REQUIRED ACTION: What is needed is an exact retyping of the records below, from the first line through the line that contains "as a conflict.".

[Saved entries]
.....

//! PostgreSQL invoice store
//!
//! Implements the [`InvoiceStore`] port over three tables: `invoices`,
//! `invoice_lines`, and `payments`. Queries are runtime-bound so the crate
//! builds without a live database; uniqueness of invoice numbers is enforced
//! by a unique index and surfaced as a conflict.

use async_trait::async_trait;
use chrono::{DateTime, NaiveDate, Utc};
use rust_decimal::Decimal;
use sqlx::{FromRow, PgPool};
use std::time::Instant;
use uuid::Uuid;

use core_kernel::{
    AdapterHealth, DomainPort, HealthCheckResult, HealthCheckable, InvoiceId, PortError, UserId,
};
use domain_invoicing::{Invoice, InvoiceStatus, InvoiceStore, LineItem, Payment};

use crate::error::DatabaseError;

/// PostgreSQL-backed implementation of [`InvoiceStore`]
#[derive(Debug, Clone)]
pub struct PostgresInvoiceStore {
    pool: PgPool,
}

impl PostgresInvoiceStore {
    /// Creates a new store over the given connection pool
    pub fn new(pool: PgPool) -> Self {
        Self { pool }
    }
}

/// Database row for an invoice
#[derive(Debug, FromRow)]
struct InvoiceRow {
    invoice_id: Uuid,
    owner_id: Uuid,
    invoice_number: String,
    customer_name: String,
    status: String,
    issue_date: NaiveDate,
    due_date: NaiveDate,
    total: Decimal,
    amount_paid: Decimal,
    balance_due: Decimal,
    is_archived: bool,
    created_at: DateTime<Utc>,
    updated_at: DateTime<Utc>,
}

impl TryFrom<InvoiceRow> for Invoice {
    type Error = DatabaseError;

    fn try_from(row: InvoiceRow) -> Result<Self, Self::Error> {
        let status = InvoiceStatus::parse(&row.status).ok_or_else(|| {
            DatabaseError::CorruptRow(format!(
                "invoice {} has unknown status '{}'",
                row.invoice_id, row.status
            ))
        })?;

        Ok(Invoice {
            id: InvoiceId::from(row.invoice_id),
            owner_id: UserId::from(row.owner_id),
            invoice_number: row.invoice_number,
            customer_name: row.customer_name,
            status,
            issue_date: row.issue_date,
            due_date: row.due_date,
            total: row.total,
            amount_paid: row.amount_paid,
            balance_due: row.balance_due,
            is_archived: row.is_archived,
            created_at: row.created_at,
            updated_at: row.updated_at,
        })
    }
}

/// Database row for a line item
#[derive(Debug, FromRow)]
struct LineItemRow {
    line_id: Uuid,
    invoice_id: Uuid,
    description: String,
    quantity: Decimal,
    unit_price: Decimal,
    line_total: Decimal,
}

impl From<LineItemRow> for LineItem {
    fn from(row: LineItemRow) -> Self {
        LineItem {
            id: row.line_id.into(),
            invoice_id: row.invoice_id.into(),
            description: row.description,
            quantity: row.quantity,
            unit_price: row.unit_price,
            line_total: row.line_total,
        }
    }
}

/// Database row for a payment
#[derive(Debug, FromRow)]
struct PaymentRow {
    payment_id: Uuid,
    invoice_id: Uuid,
    amount: Decimal,
    payment_date: DateTime<Utc>,
    created_at: DateTime<Utc>,
}

impl From<PaymentRow> for Payment {
    fn from(row: PaymentRow) -> Self {
        Payment {
            id: row.payment_id.into(),
            invoice_id: row.invoice_id.into(),
            amount: row.amount,
            payment_date: row.payment_date,
            created_at: row.created_at,
        }
    }
}

impl DomainPort for PostgresInvoiceStore {}

#[async_trait]
impl HealthCheckable for PostgresInvoiceStore {
    async fn health_check(&self) -> HealthCheckResult {
        let start = Instant::now();
        let outcome = sqlx::query("SELECT 1").execute(&self.pool).await;
        let latency_ms = start.elapsed().as_millis() as u64;

        match outcome {
            Ok(_) => HealthCheckResult {
                adapter_id: "postgres-invoice-store".to_string(),
                status: AdapterHealth::Healthy,
                latency_ms,
                message: None,
                checked_at: Utc::now(),
            },
            Err(e) => HealthCheckResult {
                adapter_id: "postgres-invoice-store".to_string(),
                status: AdapterHealth::Unhealthy,
                latency_ms,
                message: Some(e.to_string()),
                checked_at: Utc::now(),
            },
        }
    }
}

#[async_trait]
impl InvoiceStore for PostgresInvoiceStore {
    async fn insert_invoice(&self, invoice: &Invoice) -> Result<(), PortError> {
        sqlx::query(
            r#"
            INSERT INTO invoices (
                invoice_id, owner_id, invoice_number, customer_name, status,
                issue_date, due_date, total, amount_paid, balance_due,
                is_archived, created_at, updated_at
            ) VALUES ($1, $2, $3, $4, $5, $6, $7, $8, $9, $10, $11, $12, $13)
            "#,
        )
        .bind(invoice.id.as_uuid())
        .bind(invoice.owner_id.as_uuid())
        .bind(&invoice.invoice_number)
        .bind(&invoice.customer_name)
        .bind(invoice.status.as_str())
        .bind(invoice.issue_date)
        .bind(invoice.due_date)
        .bind(invoice.total)
        .bind(invoice.amount_paid)
        .bind(invoice.balance_due)
        .bind(invoice.is_archived)
        .bind(invoice.created_at)
        .bind(invoice.updated_at)
        .execute(&self.pool)
        .await
        .map_err(DatabaseError::from)?;

        Ok(())
    }

    async fn update_invoice(&self, invoice: &Invoice) -> Result<(), PortError> {
        let result = sqlx::query(
            r#"
            UPDATE invoices SET
                invoice_number = $2, customer_name = $3, status = $4,
                issue_date = $5, due_date = $6, total = $7, amount_paid = $8,
                balance_due = $9, is_archived = $10, updated_at = $11
            WHERE invoice_id = $1
            "#,
        )
        .bind(invoice.id.as_uuid())
        .bind(&invoice.invoice_number)
        .bind(&invoice.customer_name)
        .bind(invoice.status.as_str())
        .bind(invoice.issue_date)
        .bind(invoice.due_date)
        .bind(invoice.total)
        .bind(invoice.amount_paid)
        .bind(invoice.balance_due)
        .bind(invoice.is_archived)
        .bind(invoice.updated_at)
        .execute(&self.pool)
        .await
        .map_err(DatabaseError::from)?;

        if result.rows_affected() == 0 {
            return Err(PortError::not_found("Invoice", invoice.id));
        }
        Ok(())
    }

    async fn find_invoice(&self, id: InvoiceId) -> Result<Option<Invoice>, PortError> {
        let row = sqlx::query_as::<_, InvoiceRow>(
            r#"
            SELECT invoice_id, owner_id, invoice_number, customer_name, status,
                   issue_date, due_date, total, amount_paid, balance_due,
                   is_archived, created_at, updated_at
            FROM invoices
            WHERE invoice_id = $1
            "#,
        )
        .bind(id.as_uuid())
        .fetch_optional(&self.pool)
        .await
        .map_err(DatabaseError::from)?;

        row.map(Invoice::try_from)
            .transpose()
            .map_err(PortError::from)
    }

    async fn find_by_number(&self, invoice_number: &str) -> Result<Option<Invoice>, PortError> {
        let row = sqlx::query_as::<_, InvoiceRow>(
            r#"
            SELECT invoice_id, owner_id, invoice_number, customer_name, status,
                   issue_date, due_date, total, amount_paid, balance_due,
                   is_archived, created_at, updated_at
            FROM invoices
            WHERE invoice_number = $1
            "#,
        )
        .bind(invoice_number)
        .fetch_optional(&self.pool)
        .await
        .map_err(DatabaseError::from)?;

        row.map(Invoice::try_from)
            .transpose()
            .map_err(PortError::from)
    }

    async fn list_for_owner(&self, owner_id: UserId) -> Result<Vec<Invoice>, PortError> {
        let rows = sqlx::query_as::<_, InvoiceRow>(
            r#"
            SELECT invoice_id, owner_id, invoice_number, customer_name, status,
                   issue_date, due_date, total, amount_paid, balance_due,
                   is_archived, created_at, updated_at
            FROM invoices
            WHERE owner_id = $1
            ORDER BY created_at DESC, invoice_id DESC
            "#,
        )
        .bind(owner_id.as_uuid())
        .fetch_all(&self.pool)
        .await
        .map_err(DatabaseError::from)?;

        rows.into_iter()
            .map(|row| Invoice::try_from(row).map_err(PortError::from))
            .collect()
    }

    async fn insert_line(&self, line: &LineItem) -> Result<(), PortError> {
        sqlx::query(
            r#"
            INSERT INTO invoice_lines (
                line_id, invoice_id, description, quantity, unit_price, line_total
            ) VALUES ($1, $2, $3, $4, $5, $6)
            "#,
        )
        .bind(line.id.as_uuid())
        .bind(line.invoice_id.as_uuid())
        .bind(&line.description)
        .bind(line.quantity)
        .bind(line.unit_price)
        .bind(line.line_total)
        .execute(&self.pool)
        .await
        .map_err(DatabaseError::from)?;

        Ok(())
    }

    async fn lines_for_invoice(&self, invoice_id: InvoiceId) -> Result<Vec<LineItem>, PortError> {
        let rows = sqlx::query_as::<_, LineItemRow>(
            r#"
            SELECT line_id, invoice_id, description, quantity, unit_price, line_total
            FROM invoice_lines
            WHERE invoice_id = $1
            ORDER BY line_id
            "#,
        )
        .bind(invoice_id.as_uuid())
        .fetch_all(&self.pool)
        .await
        .map_err(DatabaseError::from)?;

        Ok(rows.into_iter().map(LineItem::from).collect())
    }

    async fn insert_payment(&self, payment: &Payment) -> Result<(), PortError> {
        sqlx::query(
            r#"
            INSERT INTO payments (
                payment_id, invoice_id, amount, payment_date, created_at
            ) VALUES ($1, $2, $3, $4, $5)
            "#,
        )
        .bind(payment.id.as_uuid())
        .bind(payment.invoice_id.as_uuid())
        .bind(payment.amount)
        .bind(payment.payment_date)
        .bind(payment.created_at)
        .execute(&self.pool)
        .await
        .map_err(DatabaseError::from)?;

        Ok(())
    }

    async fn payments_for_invoice(&self, invoice_id: InvoiceId) -> Result<Vec<Payment>, PortError> {
        let rows = sqlx::query_as::<_, PaymentRow>(
            r#"
            SELECT payment_id, invoice_id, amount, payment_date, created_at
            FROM payments
            WHERE invoice_id = $1
            ORDER BY created_at, payment_id
            "#,
        )
        .bind(invoice_id.as_uuid())
        .fetch_all(&self.pool)
        .await
        .map_err(DatabaseError::from)?;

        Ok(rows.into_iter().map(Payment::from).collect())
    }
}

.....

FINISHED EXERCISE:
//! PostgreSQL invoice store
//!
//! Implements the [`InvoiceStore`] port over three tables: `invoices`,
//! `invoice_lines`, and `payments`. Queries are runtime-bound so the crate
//! builds without a live database; uniqueness of invoice numbers is enforced
//! by a unique index and surfaced as a conflict.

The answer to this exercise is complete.